:: DATA FOR ANALYSIS

//! Command sessions
//!
//! Builds the board, the sample source and the shared state for one
//! command and runs it to completion. Ctrl-C requests a cooperative
//! shutdown; motors are always stopped and released before returning.

use core::fmt::Debug;
use std::io::Write;

use embassy_futures::join::join;
use embassy_sync::blocking_mutex::raw::CriticalSectionRawMutex;
use embassy_time::Duration;
use static_cell::StaticCell;

use eigsep_core::config::AxisRanges;
use eigsep_core::safety::SampleHealth;
use eigsep_core::sensor::{RawPair, VoltageConverter};
use eigsep_core::traits::{MotorBackend, RangeStore, SampleError, SampleSource};
use eigsep_core::{AxisSet, PerAxis};
use eigsep_drivers::sim::{SharedMount, SimDriver, SimMount, SimPot};
use eigsep_drivers::Motor;

use crate::calibrate::{calibrate_and_store, Calibrator};
use crate::cli::{Cli, Command};
use crate::config::{AppConfig, BoardKind};
use crate::controller::{run_controller, Controller, ControllerConfig, MotorGuard};
use crate::error::{ControllerError, ControllerResult};
use crate::logging::LogSink;
use crate::sampler::{run_sampler, Sampler};
use crate::shared::{SharedState, Shutdown};
use crate::store::TomlRangeStore;
use crate::transport::{spawn_serial_reader, ChannelSource, SampleChannel};

pub type SimMountCell = SharedMount<CriticalSectionRawMutex>;

static SHARED: StaticCell<SharedState> = StaticCell::new();
static SIM_MOUNT: StaticCell<SimMountCell> = StaticCell::new();
static SAMPLES: SampleChannel = SampleChannel::new();

impl From<&AppConfig> for ControllerConfig {
    fn from(config: &AppConfig) -> Self {
        ControllerConfig {
            control: config.control,
            supervisor: config.supervisor,
            stall: config.stall,
            regulator: config.regulator,
        }
    }
}

/// Load the configuration file and apply command line overrides
pub fn configure(cli: &Cli) -> ControllerResult<AppConfig> {
    let mut config = AppConfig::load(&cli.config)?;
    if let Some(board) = cli.board {
        config.board.kind = board;
    }
    if let Some(port) = &cli.port {
        config.serial.port = port.clone();
    }
    if let Command::Calibrate {
        delta: Some(delta), ..
    } = cli.command
    {
        config.calibration.delta = delta;
    }
    config.validate()?;
    Ok(config)
}

/// Sample source of the active board
pub enum PotSource {
    Serial(ChannelSource<'static>),
    Sim(SimPot<'static, CriticalSectionRawMutex>),
}

impl SampleSource for PotSource {
    async fn next_sample(&mut self) -> Result<RawPair, SampleError> {
        match self {
            PotSource::Serial(source) => source.next_sample().await,
            PotSource::Sim(source) => source.next_sample().await,
        }
    }
}

/// Work that needs a motor backend, whichever board provides it
#[allow(async_fn_in_trait)]
pub trait MotorApp {
    async fn run<M>(self, motor: M) -> ControllerResult<()>
    where
        M: MotorBackend,
        M::Error: Debug;
}

/// Process-wide state of one command
pub struct Session {
    config: AppConfig,
    shared: &'static SharedState,
    mount: Option<&'static SimMountCell>,
}

impl Session {
    /// Set up shared state and the Ctrl-C handler
    ///
    /// May only be called once per process.
    pub fn new(config: AppConfig) -> ControllerResult<Self> {
        let shared: &'static SharedState = SHARED.init(SharedState::new(&config.estimator));
        let mount = match config.board.kind {
            BoardKind::Sim => {
                let mount: &'static SimMountCell =
                    SIM_MOUNT.init(SimMount::new(config.board.sim.mount_config()).shared());
                Some(mount)
            }
            _ => None,
        };

        let shutdown = &shared.shutdown;
        ctrlc::set_handler(move || shutdown.request())?;

        Ok(Self {
            config,
            shared,
            mount,
        })
    }

    fn converter(&self) -> VoltageConverter {
        VoltageConverter::summing(self.config.sampler.sum_count)
    }

    fn open_source(&self) -> ControllerResult<PotSource> {
        let sampler = &self.config.sampler;
        if let Some(mount) = self.mount {
            let period = Duration::from_millis(sampler.period_ms as u64);
            return Ok(PotSource::Sim(SimPot::new(mount, self.converter(), period)));
        }
        let timeout = Duration::from_millis(sampler.read_timeout_ms as u64);
        spawn_serial_reader(&self.config.serial, timeout, &SAMPLES, &self.shared.shutdown)?;
        Ok(PotSource::Serial(ChannelSource::new(&SAMPLES, timeout)))
    }

    fn load_ranges(&self) -> ControllerResult<Option<AxisRanges>> {
        let mut store = TomlRangeStore::new(&self.config.calibration.ranges_path);
        let ranges = store.load()?;
        match &ranges {
            Some(r) => log::info!(
                "Voltage ranges: az {:.3}..{:.3} V, alt {:.3}..{:.3} V",
                r.az.min(),
                r.az.max(),
                r.alt.min(),
                r.alt.max()
            ),
            None => log::warn!(
                "No calibrated ranges in {}, soft limits disabled",
                store.path().display()
            ),
        }
        Ok(ranges)
    }

    async fn with_motor<A: MotorApp>(&self, app: A) -> ControllerResult<()> {
        match (self.config.board.kind, self.mount) {
            (BoardKind::Sim, Some(mount)) => {
                app.run(Motor::new(SimDriver::new(mount), self.config.motor))
                    .await
            }
            #[cfg(feature = "rpi")]
            (BoardKind::Hbridge, _) => {
                let motor = crate::hardware::open_hbridge(&self.config.board, self.config.motor)?;
                app.run(motor).await
            }
            #[cfg(feature = "rpi")]
            (BoardKind::Scmd, _) => {
                let motor = crate::hardware::open_scmd(&self.config.board, self.config.motor)?;
                app.run(motor).await
            }
            (kind, _) => Err(ControllerError::BoardUnavailable(kind.name())),
        }
    }

    /// Run one command to completion
    pub async fn execute(self, command: Command) -> ControllerResult<()> {
        log::info!("Board: {}", self.config.board.kind.name());
        match command {
            Command::Run { az, alt, no_pot } => {
                let source = if no_pot {
                    None
                } else {
                    Some(self.open_source()?)
                };
                let ranges = self.load_ranges()?;
                let app = RunApp {
                    config: &self.config,
                    shared: self.shared,
                    velocities: PerAxis::new(az, alt),
                    source,
                    ranges,
                };
                self.with_motor(app).await
            }
            Command::ReadPot => {
                let source = self.open_source()?;
                let mut stdout = std::io::stdout();
                read_pot(
                    source,
                    self.converter(),
                    self.config.sampler.error_report_threshold,
                    &mut stdout,
                    &self.shared.shutdown,
                )
                .await;
                Ok(())
            }
            Command::Calibrate { .. } => {
                let axes = command.calibration_axes();
                if axes.is_empty() {
                    return Err(ControllerError::NoAxisSelected);
                }
                let app = CalibrateApp {
                    config: &self.config,
                    shutdown: &self.shared.shutdown,
                    converter: self.converter(),
                    source: self.open_source()?,
                    axes,
                };
                self.with_motor(app).await
            }
        }
    }
}

/// Fixed-velocity run under supervision
struct RunApp<'a> {
    config: &'a AppConfig,
    shared: &'a SharedState,
    velocities: PerAxis<i32>,
    source: Option<PotSource>,
    ranges: Option<AxisRanges>,
}

impl MotorApp for RunApp<'_> {
    async fn run<M>(self, motor: M) -> ControllerResult<()>
    where
        M: MotorBackend,
        M::Error: Debug,
    {
        let mut guard = MotorGuard::new(motor);
        let mut sink = LogSink;
        guard
            .motor()
            .set_velocity(self.velocities, &mut sink)
            .map_err(ControllerError::motor)?;

        let controller = Controller::new(&ControllerConfig::from(self.config), self.ranges);
        match self.source {
            Some(source) => {
                let sampler = Sampler::new(&self.config.sampler, self.ranges);
                let mut sampler_sink = LogSink;
                let (_, result) = join(
                    run_sampler(source, sampler, self.shared, &mut sampler_sink),
                    run_controller(controller, &mut guard, self.shared, &mut sink),
                )
                .await;
                result
            }
            None => {
                log::warn!("Potentiometers not monitored, limits are not supervised");
                run_controller(controller.unsupervised(), &mut guard, self.shared, &mut sink)
                    .await
            }
        }
    }
}

/// Range calibration of the selected axes
struct CalibrateApp<'a> {
    config: &'a AppConfig,
    shutdown: &'a Shutdown,
    converter: VoltageConverter,
    source: PotSource,
    axes: AxisSet,
}

impl MotorApp for CalibrateApp<'_> {
    async fn run<M>(mut self, motor: M) -> ControllerResult<()>
    where
        M: MotorBackend,
        M::Error: Debug,
    {
        let mut guard = MotorGuard::new(motor);
        let mut store = TomlRangeStore::new(&self.config.calibration.ranges_path);
        let result = {
            let mut calibrator = Calibrator::new(
                guard.motor(),
                &mut self.source,
                self.converter,
                &self.config.estimator,
                &self.config.calibration,
                self.shutdown,
            );
            calibrate_and_store(&mut calibrator, self.axes, &mut store, &mut LogSink).await
        };
        let released = guard.release().map_err(ControllerError::motor);
        result?;
        released?;
        log::info!("Stored ranges in {}", store.path().display());
        Ok(())
    }
}

/// Print both voltages once per sample until shutdown
pub async fn read_pot<S: SampleSource>(
    mut source: S,
    converter: VoltageConverter,
    error_report_threshold: u32,
    out: &mut impl Write,
    shutdown: &Shutdown,
) {
    let mut health = SampleHealth::new(error_report_threshold);
    let mut sink = LogSink;
    while !shutdown.is_requested() {
        match source.next_sample().await {
            Ok(raw) => {
                health.on_success(&mut sink);
                let volts = converter.convert(raw);
                if writeln!(out, "az: {:.3}, alt: {:.3}", volts.az, volts.alt).is_err() {
                    break;
                }
            }
            Err(err) => health.on_error(err, &mut sink),
        }
    }
}

/// Entry point of the binary
pub async fn main(cli: Cli) -> ControllerResult<()> {
    let config = configure(&cli)?;
    Session::new(config)?.execute(cli.command).await
}

#[cfg(test)]
mod tests {
    use super::*;
    use std::path::PathBuf;

    struct Scripted<'a> {
        samples: Vec<Result<RawPair, SampleError>>,
        shutdown: &'a Shutdown,
    }

    impl SampleSource for Scripted<'_> {
        async fn next_sample(&mut self) -> Result<RawPair, SampleError> {
            if self.samples.len() <= 1 {
                self.shutdown.request();
            }
            self.samples.pop().unwrap_or(Err(SampleError::Timeout))
        }
    }

    #[test]
    fn test_read_pot_prints_volts() {
        let converter = VoltageConverter::default();
        let shutdown = Shutdown::new();
        let half = (converter.max_code() / 2) as i64;
        let source = Scripted {
            samples: vec![Ok(RawPair::new(0, half)), Err(SampleError::Malformed)],
            shutdown: &shutdown,
        };
        let mut out = Vec::new();

        embassy_futures::block_on(read_pot(source, converter, 5, &mut out, &shutdown));

        let text = String::from_utf8(out).unwrap();
        assert_eq!(text, "az: 0.000, alt: 1.650\n");
    }

    #[test]
    fn test_cli_overrides() {
        let dir = tempfile::tempdir().unwrap();
        let path = dir.path().join("eigsep.toml");
        std::fs::write(&path, "[board]\nkind = \"scmd\"\n[serial]\nport = \"/dev/ttyUSB0\"\n")
            .unwrap();
        let cli = Cli {
            config: path,
            board: Some(BoardKind::Sim),
            port: Some("/dev/ttyACM1".into()),
            verbose: false,
            command: Command::Calibrate {
                az: true,
                alt: false,
                delta: Some(0.05),
            },
        };
        let config = configure(&cli).unwrap();
        assert_eq!(config.board.kind, BoardKind::Sim);
        assert_eq!(config.serial.port, "/dev/ttyACM1");
        assert_eq!(config.calibration.delta, 0.05);
    }

    #[test]
    fn test_negative_delta_rejected() {
        let cli = Cli {
            config: PathBuf::from("/nonexistent/eigsep.toml"),
            board: None,
            port: None,
            verbose: false,
            command: Command::Calibrate {
                az: true,
                alt: true,
                delta: Some(-1.0),
            },
        };
        assert!(matches!(
            configure(&cli),
            Err(ControllerError::ConfigInvalid(_))
        ));
    }

    #[test]
    fn test_controller_config_from_app() {
        let mut config = AppConfig::default();
        config.stall.reverse_on_stall = true;
        let controller: ControllerConfig = (&config).into();
        assert!(controller.stall.reverse_on_stall);
        assert_eq!(controller.control, config.control);
    }
}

::::

## TASK GOAL
Where does the string "name" appear in the records above? Show every line that holds it.

## RESPONSE
            (kind, _) => Err(ControllerError::BoardUnavailable(kind.name())),
        log::info!("Board: {}", self.config.board.kind.name());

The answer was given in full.